The situation has reached crisis proportions in the US – which has a similar legal framework to the UK – where the escalating cost of settlements and the growing readiness of patients and lawyers to pursue claims have led in recent years to doctors' insurance premiums becoming more expensive.

The Department of Health acknowledges the high level of adverse incidents in NHS hospitals, revealing that 10 per cent of in-patient admissions result in some form of adverse outcome, and five per cent of the general population report suffering some injury or other adverse effects of medical care. The factors cited in explanation include underfunding, staff shortages and overwork and conflicting priorities. However, it is also accepted that risk management and the avoidance of clinical error has not received the focus that it deserves in the past.


NHSLA Annual Report and Accounts highlights 2012:

14,171 claims closed, 13% up on last year and more than 40% higher than three years ago.

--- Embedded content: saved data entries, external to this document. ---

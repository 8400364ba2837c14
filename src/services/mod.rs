//! Collaborators at the edge of the core: surfaces, files, choosers, engine.

pub mod chooser;
pub mod engine;
pub mod fs;
pub mod surface;
//! Keyboard input: shortcut resolution.

pub mod keybindings;
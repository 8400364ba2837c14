//! File persistence collaborator.
//!
//! Only whole-file text reads and writes are needed. Writes are atomic:
//! write to a temp file next to the target, then rename, so a failed save
//! never leaves a truncated document on disk.

use std::io::{self, Write};
use std::path::{Component, Path, PathBuf};

#[derive(Debug, thiserror::Error)]
pub enum FsError {
    #[error("file not found: {}", .0.display())]
    NotFound(PathBuf),

    #[error("I/O error on {}: {source}", path.display())]
    Io {
        path: PathBuf,
        #[source]
        source: io::Error,
    },
}

impl FsError {
    fn from_io(path: &Path, source: io::Error) -> Self {
        if source.kind() == io::ErrorKind::NotFound {
            FsError::NotFound(path.to_path_buf())
        } else {
            FsError::Io {
                path: path.to_path_buf(),
                source,
            }
        }
    }
}

/// Whole-file text persistence
pub trait FileSystem {
    fn read_all_text(&self, path: &Path) -> Result<String, FsError>;

    fn write_all_text(&self, path: &Path, text: &str) -> Result<(), FsError>;

    /// Resolve a user-supplied path to the form used as a document identity
    fn resolve(&self, path: &Path) -> PathBuf {
        resolve_path(path)
    }
}

/// The real disk
#[derive(Debug, Clone, Copy, Default)]
pub struct LocalFileSystem;

impl FileSystem for LocalFileSystem {
    fn read_all_text(&self, path: &Path) -> Result<String, FsError> {
        std::fs::read_to_string(path).map_err(|e| FsError::from_io(path, e))
    }

    fn write_all_text(&self, path: &Path, text: &str) -> Result<(), FsError> {
        let dir = path
            .parent()
            .filter(|p| !p.as_os_str().is_empty())
            .unwrap_or_else(|| Path::new("."));
        let file_name = path
            .file_name()
            .map(|n| n.to_string_lossy().into_owned())
            .unwrap_or_default();
        let temp_path = dir.join(format!(".{file_name}.{}.tmp", std::process::id()));

        // Read before writing so the replaced file keeps its permissions
        let original_metadata = std::fs::metadata(path).ok();

        let result = (|| {
            let mut file = std::fs::File::create(&temp_path)?;
            file.write_all(text.as_bytes())?;
            file.sync_all()?;
            drop(file);
            if let Some(meta) = &original_metadata {
                std::fs::set_permissions(&temp_path, meta.permissions())?;
            }
            std::fs::rename(&temp_path, path)
        })();

        if let Err(e) = result {
            let _ = std::fs::remove_file(&temp_path);
            return Err(FsError::Io {
                path: path.to_path_buf(),
                source: e,
            });
        }
        tracing::debug!(path = %path.display(), bytes = text.len(), "file written");
        Ok(())
    }
}

/// Canonicalize when the path exists, otherwise make it absolute and
/// normalize `.`/`..` lexically so two spellings of a new file still match.
pub fn resolve_path(path: &Path) -> PathBuf {
    if let Ok(canonical) = std::fs::canonicalize(path) {
        return canonical;
    }

    let absolute = if path.is_absolute() {
        path.to_path_buf()
    } else {
        std::env::current_dir()
            .map(|cwd| cwd.join(path))
            .unwrap_or_else(|_| path.to_path_buf())
    };

    // The parent may exist even if the file does not
    if let (Some(parent), Some(name)) = (absolute.parent(), absolute.file_name()) {
        if let Ok(parent) = std::fs::canonicalize(parent) {
            return parent.join(name);
        }
    }

    let mut normalized = PathBuf::new();
    for component in absolute.components() {
        match component {
            Component::CurDir => {}
            Component::ParentDir => {
                normalized.pop();
            }
            other => normalized.push(other.as_os_str()),
        }
    }
    normalized
}
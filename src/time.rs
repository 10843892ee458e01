use chrono::{DateTime, Timelike, Utc};
use chrono_tz::Tz;
use serde::{Deserialize, Serialize};
use std::ops::{Add, Sub};

pub const BARCELONA: Tz = chrono_tz::Europe::Madrid;

/// Minutes since local midnight.
#[derive(Debug, Clone, Copy, Default, Ord, Eq, PartialEq, Hash, Serialize, Deserialize, PartialOrd)]
pub struct Time(pub u64);

impl Time {
    pub const MINUTES_PER_DAY: u64 = 1440;

    pub fn from_hm(hours: u32, minutes: u32) -> Time {
        Time(hours as u64 * 60 + minutes as u64)
    }

    pub fn of_day<T: Timelike>(t: &T) -> Time {
        Time::from_hm(t.hour(), t.minute())
    }

    /// Strict `HH:MM` parse. Returns `None` for anything that is not two
    /// colon-separated numbers.
    pub fn parse(s: &str) -> Option<Time> {
        let (h, m) = s.trim().split_once(':')?;
        let h = h.trim().parse::<u32>().ok()?;
        let m = m.trim().parse::<u32>().ok()?;
        Some(Time::from_hm(h, m))
    }

    /// Feed times are free text. A missing or unparseable minutes part counts
    /// as zero minutes, an unparseable hour makes the whole value midnight.
    pub fn parse_lenient(s: &str) -> Time {
        let mut parts = s.trim().splitn(2, ':');
        let hours = match parts.next().map(|h| h.trim().parse::<u32>()) {
            Some(Ok(h)) => h,
            _ => return Time(0),
        };
        let minutes = parts
            .next()
            .and_then(|m| m.trim().parse::<u32>().ok())
            .unwrap_or(0);
        Time::from_hm(hours, minutes)
    }

    pub fn hour(&self) -> u32 {
        ((self.0 / 60) % 24) as u32
    }

    /// Minutes forward on the clock face until `later`, wrapping past midnight.
    pub fn minutes_until(&self, later: Time) -> u64 {
        let day = Self::MINUTES_PER_DAY;
        (later.0 % day + day - self.0 % day) % day
    }
}

impl std::fmt::Display for Time {
    fn fmt(&self, f: &mut std::fmt::Formatter<'_>) -> std::fmt::Result {
        let remaining = self.0 % Self::MINUTES_PER_DAY;
        let hours = remaining / 60;
        let mins = remaining % 60;
        write!(f, "{:02}:{:02}", hours, mins)
    }
}

impl Add<u64> for Time {
    type Output = Self;

    fn add(self, rhs: u64) -> Self::Output {
        Time(self.0 + rhs)
    }
}

impl Sub<Time> for Time {
    type Output = u64;

    /// Minutes between two times, zero when `rhs` is later.
    fn sub(self, rhs: Time) -> Self::Output {
        self.0.saturating_sub(rhs.0)
    }
}

/// Wall clock at the airport.
pub fn local_now() -> DateTime<Tz> {
    Utc::now().with_timezone(&BARCELONA)
}

#[cfg(test)]
mod tests {
    use super::*;
    use chrono::TimeZone;

    #[test]
    fn test_parse_hhmm() {
        assert_eq!(Time::parse("08:15"), Some(Time(495)));
        assert_eq!(Time::parse(" 23:59 "), Some(Time(1439)));
        assert_eq!(Time::parse("0815"), None);
        assert_eq!(Time::parse("ab:10"), None);
    }

    #[test]
    fn test_parse_lenient_defaults_to_midnight() {
        assert_eq!(Time::parse_lenient(""), Time(0));
        assert_eq!(Time::parse_lenient("--:--"), Time(0));
        assert_eq!(Time::parse_lenient("09"), Time(540));
        assert_eq!(Time::parse_lenient("09:xx"), Time(540));
        assert_eq!(Time::parse_lenient("9:5"), Time(545));
    }

    #[test]
    fn test_display_and_hour() {
        let t = Time::from_hm(7, 5);
        assert_eq!(t.to_string(), "07:05");
        assert_eq!(t.hour(), 7);
        assert_eq!(Time(1440 + 61).hour(), 1);
        assert_eq!(Time(1440 + 61).to_string(), "01:01");
    }

    #[test]
    fn test_difference_saturates() {
        assert_eq!(Time(600) - Time(540), 60);
        assert_eq!(Time(540) - Time(600), 0);
        assert_eq!(Time(540) + 30, Time(570));
    }

    #[test]
    fn test_minutes_until_wraps_midnight() {
        assert_eq!(Time::from_hm(8, 0).minutes_until(Time::from_hm(9, 30)), 90);
        assert_eq!(Time::from_hm(23, 30).minutes_until(Time::from_hm(0, 20)), 50);
        assert_eq!(Time::from_hm(10, 0).minutes_until(Time::from_hm(10, 0)), 0);
        assert_eq!(Time::from_hm(10, 0).minutes_until(Time::from_hm(9, 59)), 1439);
    }

    #[test]
    fn test_of_day_uses_local_wall_clock() {
        let summer = Utc.with_ymd_and_hms(2025, 7, 1, 8, 30, 0).unwrap().with_timezone(&BARCELONA);
        assert_eq!(Time::of_day(&summer), Time::from_hm(10, 30));
        let winter = Utc.with_ymd_and_hms(2025, 1, 15, 8, 30, 0).unwrap().with_timezone(&BARCELONA);
        assert_eq!(Time::of_day(&winter), Time::from_hm(9, 30));
    }
}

Average time to resolve a claim still under sixteen months.

37% of claims resolved without any damages paid.

Growth in clinical claims slowed last year:
Rise of 5.6% in new clinical claims in 2011/12
This compares with a 58% rise in the previous three years

Reduction in legal costs:
Total legal costs more than 10% down in clinical claims where damages were paid.
Legal costs of defending claims down by more than 20%.
Claimants’ legal costs now nearly 80% of the total.
From next April, law will prevent recovery of success fees from the defendant.

Source: NHS Litigation Authority -2012


"The NHS Litigation Authority was created to deal with claims from patients who have been harmed while undergoing NHS treatment. It aims to pay justified claims promptly and fairly,and to defend unjustified claims robustly.
It also has a role in helping providers to learn lessons from claims, to better manage risks and improve patient and staff safety."